• _Stored records_

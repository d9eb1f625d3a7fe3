//! Error types for readyprobe-core

use thiserror::Error;

/// Result type alias using readyprobe-core's Error type
pub type Result<T> = std::result::Result<T, Error>;

/// Core error types for readyprobe
#[derive(Error, Debug)]
pub enum Error {
    /// A retry policy that can never run (zero attempts, bad multiplier, ...)
    #[error("Invalid retry policy: {reason}")]
    InvalidPolicy { reason: String },

    /// Configuration file not found
    #[error("Configuration file not found: {path}")]
    ConfigNotFound { path: String },

    /// Invalid configuration format
    #[error("Invalid configuration format: {message}")]
    InvalidConfig { message: String },

    /// YAML parsing error
    #[error("YAML parsing error: {0}")]
    YamlParse(#[from] serde_yaml_ng::Error),

    /// IO error
    #[error("IO error: {0}")]
    Io(#[from] std::io::Error),

    /// A probe finished without observing what it expected
    #[error("Probe of {target} failed after {attempts} attempts: expected {expected}, got {actual}")]
    ProbeFailed {
        target: String,
        expected: String,
        actual: String,
        attempts: u32,
    },
}

impl Error {
    /// Create an invalid policy error
    pub fn invalid_policy(reason: impl Into<String>) -> Self {
        Self::InvalidPolicy {
            reason: reason.into(),
        }
    }

    /// Create a config not found error
    pub fn config_not_found(path: impl Into<String>) -> Self {
        Self::ConfigNotFound { path: path.into() }
    }

    /// Create an invalid config error
    pub fn invalid_config(message: impl Into<String>) -> Self {
        Self::InvalidConfig {
            message: message.into(),
        }
    }

    /// Check if this error was raised while validating a retry policy
    pub fn is_invalid_policy(&self) -> bool {
        matches!(self, Error::InvalidPolicy { .. })
    }
}
//! Scope-tracking identifier renaming.
//!
//! Rewrites every local declaration to a fresh `<prefix><n>` name and every
//! use that resolves to it, in a single pre-order walk:
//! 1. Scopes are pushed and popped exactly where Lua's binding rules open and
//!    close them
//! 2. Declarations take the next name from a run-local counter
//! 3. Uses are looked up innermost to outermost; misses are globals and stay
//!    as they are
//!
//! Field names, method names, table keys and labels are never touched.

use crate::ast::*;
use crate::lexer::Lexer;
use crate::span::Span;
use crate::token::{is_valid_identifier, TokenKind};
use rustc_hash::{FxHashMap, FxHashSet};

/// Options for renaming.
#[derive(Debug, Clone)]
pub struct RenameOptions {
    /// Prefix of generated names (letters and underscores only).
    pub prefix: String,
    /// User-specified names the generator must never produce.
    pub reserved: FxHashSet<String>,
    /// Also reserve every identifier spelled in the source, so a generated
    /// name can never capture a global of the same spelling.
    pub avoid_existing: bool,
}

impl Default for RenameOptions {
    fn default() -> Self {
        Self {
            prefix: "v".to_string(),
            reserved: FxHashSet::default(),
            avoid_existing: true,
        }
    }
}

/// Counters reported after a successful run.
#[derive(Debug, Clone, Copy, Default, PartialEq, Eq)]
pub struct RenameStats {
    /// Local declarations that received a fresh name.
    pub declarations: usize,
    /// Uses rewritten to a fresh name.
    pub renamed_uses: usize,
    /// Uses with no enclosing declaration, left unchanged as globals.
    pub unresolved: usize,
}

/// A malformed tree shape. The tree may be partially renamed when this is
/// returned and must be discarded.
#[derive(Debug, Clone, PartialEq, Eq, thiserror::Error)]
pub enum RenameError {
    #[error("invalid identifier `{name}` at {}..{}", .span.start, .span.end)]
    InvalidIdentifier { name: String, span: Span },

    #[error("{construct} without targets at {}..{}", .span.start, .span.end)]
    NoTargets { construct: &'static str, span: Span },

    #[error("cannot assign to expression at {}..{}", .span.start, .span.end)]
    InvalidAssignTarget { span: Span },

    #[error("fresh name space exhausted at {}..{}", .span.start, .span.end)]
    GeneratorExhausted { span: Span },

    #[error("invalid name prefix `{prefix}`: expected letters or underscores")]
    InvalidPrefix { prefix: String },
}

• _Problem statement_
Every line in the entries above that mentions the word "ConfigNotFound" must be shown.

• _Task solution_
    ConfigNotFound { path: String },
        Self::ConfigNotFound { path: path.into() }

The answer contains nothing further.